Interface Partitioner<K2,V2>

All Superinterfaces:
JobConfigurable
All Known Implementing Classes:
BinaryPartitioner, HashPartitioner, KeyFieldBasedPartitioner, TotalOrderPartitioner

@Public @Stable public interface Partitioner<K2,V2> extends JobConfigurable
Partitions the key space.

Partitioner controls the partitioning of the keys of the intermediate map-outputs. The key (or a subset of the key) is used to derive the partition, typically by a hash function. The total number of partitions is the same as the number of reduce tasks for the job. Hence this controls which of the m reduce tasks the intermediate key (and hence the record) is sent for reduction.

Note: A Partitioner is created only when there are multiple reducers.

See Also:
  • Method Summary

    Modifier and Type
    Method
    Description
    int
    getPartition(K2 key, V2 value, int numPartitions)
    Get the paritition number for a given key (hence record) given the total number of partitions i.e. number of reduce-tasks for the job.

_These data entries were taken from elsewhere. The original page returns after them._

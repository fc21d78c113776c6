//! Scene search against the USGS machine-to-machine catalog API.

use std::time::Duration;

use chrono::NaiveDate;
use reqwest::blocking::Client;
use serde::Deserialize;
use serde::de::DeserializeOwned;
use serde_json::{Value, json};

use crate::domain::{Credentials, QueryParameters, SceneRecord};
use crate::error::LandsatError;
use crate::http;

/// Upper bound on scenes returned by a single search.
pub const MAX_RESULTS: usize = 500;

pub trait CatalogService: Send + Sync {
    type Session: CatalogSession;

    fn login(&self, credentials: &Credentials) -> Result<Self::Session, LandsatError>;
}

pub trait CatalogSession {
    fn search(
        &self,
        query: &QueryParameters,
        max_results: usize,
    ) -> Result<Vec<SceneRecord>, LandsatError>;

    fn logout(self) -> Result<(), LandsatError>;
}

/// Logs in, searches, and always logs out again, even when the search failed.
pub fn search_scenes<C: CatalogService>(
    catalog: &C,
    credentials: &Credentials,
    query: &QueryParameters,
) -> Result<Vec<SceneRecord>, LandsatError> {
    let session = catalog.login(credentials)?;
    let result = session.search(query, MAX_RESULTS);
    if let Err(err) = session.logout() {
        tracing::warn!(error = %err, "catalog logout failed");
    }

    let mut scenes = result?;
    scenes.truncate(MAX_RESULTS);
    if scenes.is_empty() {
        tracing::info!(dataset = %query.dataset, "no scenes found");
    } else {
        tracing::info!(count = scenes.len(), dataset = %query.dataset, "scenes found");
    }
    Ok(scenes)
}

#[derive(Clone)]
pub struct M2mHttpClient {
    client: Client,
    base_url: String,
}

pub struct M2mSession {
    client: Client,
    base_url: String,
    api_key: String,
}

impl M2mHttpClient {
    pub const DEFAULT_URL: &'static str = "https://m2m.cr.usgs.gov/api/api/json/stable";

    pub fn new() -> Result<Self, LandsatError> {
        Self::with_base_url(Self::DEFAULT_URL)
    }

    pub fn with_base_url(base_url: &str) -> Result<Self, LandsatError> {
        let client = http::client_builder(Duration::from_secs(120))
            .build()
            .map_err(|err| LandsatError::CatalogQuery(err.to_string()))?;
        Ok(Self {
            client,
            base_url: base_url.trim_end_matches('/').to_string(),
        })
    }
}

impl CatalogService for M2mHttpClient {
    type Session = M2mSession;

    fn login(&self, credentials: &Credentials) -> Result<M2mSession, LandsatError> {
        let body = json!({
            "username": credentials.username,
            "password": credentials.password(),
        });
        let api_key: Option<String> = post(&self.client, &self.base_url, "login", &body, None)?;
        let api_key = api_key
            .filter(|key| !key.is_empty())
            .ok_or_else(|| LandsatError::Authentication("catalog returned no API key".into()))?;
        tracing::debug!("catalog session opened");
        Ok(M2mSession {
            client: self.client.clone(),
            base_url: self.base_url.clone(),
            api_key,
        })
    }
}

impl CatalogSession for M2mSession {
    fn search(
        &self,
        query: &QueryParameters,
        max_results: usize,
    ) -> Result<Vec<SceneRecord>, LandsatError> {
        let body = search_request_body(query, max_results);
        let data: Option<SearchData> = post(
            &self.client,
            &self.base_url,
            "scene-search",
            &body,
            Some(&self.api_key),
        )?;
        Ok(data.map(SearchData::into_records).unwrap_or_default())
    }

    fn logout(self) -> Result<(), LandsatError> {
        let _: Option<Value> = post(
            &self.client,
            &self.base_url,
            "logout",
            &Value::Null,
            Some(&self.api_key),
        )?;
        tracing::debug!("catalog session closed");
        Ok(())
    }
}

pub fn search_request_body(query: &QueryParameters, max_results: usize) -> Value {
    json!({
        "datasetName": query.dataset,
        "maxResults": max_results,
        "metadataType": "summary",
        "sceneFilter": {
            "spatialFilter": {
                "filterType": "mbr",
                "lowerLeft": {
                    "latitude": query.bbox.min_lat,
                    "longitude": query.bbox.min_lon,
                },
                "upperRight": {
                    "latitude": query.bbox.max_lat,
                    "longitude": query.bbox.max_lon,
                },
            },
            "acquisitionFilter": {
                "start": query.start_date.format("%Y-%m-%d").to_string(),
                "end": query.end_date.format("%Y-%m-%d").to_string(),
            },
            "cloudCoverFilter": {
                "min": 0,
                "max": query.max_cloud_cover,
            },
        },
    })
}

/// Decodes a `scene-search` response body.
pub fn parse_search_response(body: &str) -> Result<Vec<SceneRecord>, LandsatError> {
    let envelope: Envelope<SearchData> = serde_json::from_str(body)
        .map_err(|err| LandsatError::CatalogQuery(format!("malformed response: {err}")))?;
    Ok(envelope
        .into_data()?
        .map(SearchData::into_records)
        .unwrap_or_default())
}

fn post<T: DeserializeOwned>(
    client: &Client,
    base_url: &str,
    endpoint: &str,
    body: &Value,
    api_key: Option<&str>,
) -> Result<Option<T>, LandsatError> {
    let url = format!("{base_url}/{endpoint}");
    let mut request = client.post(&url).json(body);
    if let Some(key) = api_key {
        request = request.header("X-Auth-Token", key);
    }
    // Sent once: catalog failures are never retried.
    let response = request
        .send()
        .map_err(|err| LandsatError::CatalogQuery(err.to_string()))?;

    let status = response.status().as_u16();
    if status == 401 || status == 403 {
        return Err(LandsatError::Authentication(format!(
            "catalog rejected credentials (status {status})"
        )));
    }
    if !response.status().is_success() {
        let message = response
            .text()
            .unwrap_or_else(|_| "catalog request failed".to_string());
        return Err(LandsatError::CatalogStatus { status, message });
    }
    let envelope: Envelope<T> = response
        .json()
        .map_err(|err| LandsatError::CatalogQuery(format!("malformed response: {err}")))?;
    envelope.into_data()
}

#[derive(Debug, Deserialize)]
#[serde(rename_all = "camelCase")]
struct Envelope<T> {
    #[serde(default = "Option::default")]
    data: Option<T>,
    #[serde(default)]
    error_code: Option<String>,
    #[serde(default)]
    error_message: Option<String>,
}

impl<T> Envelope<T> {
    fn into_data(self) -> Result<Option<T>, LandsatError> {
        let Some(code) = self.error_code else {
            return Ok(self.data);
        };
        let message = self.error_message.unwrap_or_default();
        if code.starts_with("AUTH_") {
            Err(LandsatError::Authentication(format!("{code}: {message}")))
        } else {
            Err(LandsatError::CatalogQuery(format!("{code}: {message}")))
        }
    }
}

#[derive(Debug, Deserialize)]
struct SearchData {
    #[serde(default)]
    results: Vec<M2mScene>,
}

impl SearchData {
    fn into_records(self) -> Vec<SceneRecord> {
        self.results.into_iter().map(SceneRecord::from).collect()
    }
}

#[derive(Debug, Deserialize)]
#[serde(rename_all = "camelCase")]
struct M2mScene {
    entity_id: String,
    display_id: String,
    #[serde(default)]
    temporal_coverage: Option<TemporalCoverage>,
    #[serde(default)]
    cloud_cover: Option<Value>,
}

#[derive(Debug, Deserialize)]
#[serde(rename_all = "camelCase")]
struct TemporalCoverage {
    start_date: Option<String>,
}

impl From<M2mScene> for SceneRecord {
    fn from(scene: M2mScene) -> Self {
        let acquisition_date = scene
            .temporal_coverage
            .and_then(|coverage| coverage.start_date)
            .and_then(|value| value.get(..10).map(str::to_string))
            .and_then(|value| NaiveDate::parse_from_str(&value, "%Y-%m-%d").ok());
        let cloud_cover = scene.cloud_cover.and_then(|value| match value {
            Value::Number(number) => number.as_f64(),
            Value::String(text) => text.trim().parse().ok(),
            _ => None,
        });
        SceneRecord {
            display_id: scene.display_id,
            entity_id: scene.entity_id,
            acquisition_date,
            cloud_cover,
        }
    }
}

    Methods inherited from interface org.apache.hadoop.mapred.JobConfigurable

    configure
  • Method Details

    • getPartition

      int getPartition(K2 key, V2 value, int numPartitions)
      Get the paritition number for a given key (hence record) given the total number of partitions i.e. number of reduce-tasks for the job.

      Typically a hash function on a all or a subset of the key.

      Parameters:
      key - the key to be paritioned.
      value - the entry value.
      numPartitions - the total number of partitions.
      Returns:
      the partition number for the key.